Deliveries of the iPhone 6 and iPhone 6 Plus will start at the end of this week, when the smartphones officially go on sale, and a backlog will mean that many won’t receive their handsets until next month, the Cupertino, California-based company said in a statement. Apple said there will be devices in stock in stores on September 19 and encouraged customers to arrive early or order online for in-store pickup. The devices are scheduled to be available in the UAE from September 26.

Chief executive Tim Cook is counting on the bigger phones to counter Samsung’s larger displays and to usher in demand for other products Apple introduced last week, from the Apple Watch to the credit card-substituting Apple Pay service. The company had indicated that the new smartphones would take as many as four weeks to ship. The iPhone 6 has a 4.7-inch display and the iPhone 6 Plus has a 5.5-inch one, while the previous iPhones have a 4-inch screen.

“It speaks to the pent-up demand for a larger iPhone,” Tim Bajarin, an analyst at Creative Strategies, said in a telephone interview. “Apple will actually have record quarters for the minimum of the next two years just because of this kind of demand.”

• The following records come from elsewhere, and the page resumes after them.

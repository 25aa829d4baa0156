use tracing_appender::non_blocking::WorkerGuard;
use tracing_appender::rolling::{RollingFileAppender, Rotation};
use tracing_subscriber::{fmt, layer::SubscriberExt, util::SubscriberInitExt, EnvFilter};

pub struct FileLogGuard {
    _guard: WorkerGuard,
}

pub fn file_logging_enabled() -> bool {
    std::env::var("ENABLE_FILE_LOGS")
        .map(|v| v == "true" || v == "1")
        .unwrap_or(false)
}

pub fn init_tracing(log_level: &str) -> Option<FileLogGuard> {
    let env_filter = EnvFilter::try_new(log_level).unwrap_or_else(|_| EnvFilter::new("info"));
    let stdout_layer = fmt::layer().with_target(true);

    if file_logging_enabled() {
        let log_dir = std::env::var("LOG_DIR").unwrap_or_else(|_| "./logs".to_string());
        if let Err(err) = std::fs::create_dir_all(&log_dir) {
            eprintln!("failed to create log directory {log_dir}: {err}");
        } else {
            let file_appender =
                RollingFileAppender::new(Rotation::DAILY, &log_dir, "frenchquiz-backend.log");
            let (file_writer, guard) = tracing_appender::non_blocking(file_appender);
            let file_layer = fmt::layer()
                .with_writer(file_writer)
                .with_ansi(false)
                .with_target(true);

            tracing_subscriber::registry()
                .with(env_filter)
                .with(stdout_layer)
                .with(file_layer)
                .init();

            return Some(FileLogGuard { _guard: guard });
        }
    }

    tracing_subscriber::registry()
        .with(env_filter)
        .with(stdout_layer)
        .init();

    None
}
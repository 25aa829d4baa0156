//! Cross-device profile transfer: short-lived codes backed by a SQLite table,
//! plus the client used from the device side.

pub mod client;
pub mod code;
pub mod repo;

pub use client::{TransferClient, TransferClientError};
pub use code::{generate_transfer_code, normalize_code};
pub use repo::{RedeemMark, TransferCodeRow, TransferRepository, TRANSFER_CODE_TTL_MINUTES};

The pre-orders are double the 2 million Apple announced in 2012 when it released the iPhone 5, and compares with the 9 million the company sold during the opening weekend last year for the iPhone 5s and 5c.

“We are thrilled customers love them as much as we do,” Mr Cook said.

The iPhone remains the most important piece of Apple’s business. The handset accounted for about half of Apple’s $171 billion in revenue last fiscal year. With sales of the iPad slowing down, the company needs to keep the iPhone a blockbuster in order to maintain growth.

Apple fell less than 1 per cent to $101.60 at the close in New York. The shares are up 27 per cent this year, compared with a 7.3 per cent gain for the Standard & Poor’s 500 Index.

The iPhone 6 costs $199 to $399 with a two-year contract, while the 6 Plus is priced at $299 to $499. The devices will come in silver, gold and space gray.

Demand for the handsets has Apple poised to sell more than 61 million iPhones in the December quarter, surpassing last year’s record 51 million sold, Barclays said in a note today.

“We believe significant demand will even spill into the March and June quarters given supply and the timing of shipments in China,” Ben Reitzes, an analyst at Barclays, wrote in the note.

This isn’t the first time Apple and phone carriers have seen iPhone models delayed well before they were available in stores. In 2012, the iPhone 5 was delayed for shipment by a week after a rush of orders, and in 2011 the iPhone 4S sold out at AT&T, Verizon Wireless, and Sprint Nextel Corp. only five days after pre-orders began.

The new devices will go on sale first in the US, Australia, Canada, France, Germany, Hong Kong, Japan, Puerto Rico, Singapore and the UK On September 26, 20 additional countries will begin selling the handsets.

China, one of Apple’s biggest markets, won’t get the new devices at first, though the company said it plans to have the handsets in 115 countries by the end of the year.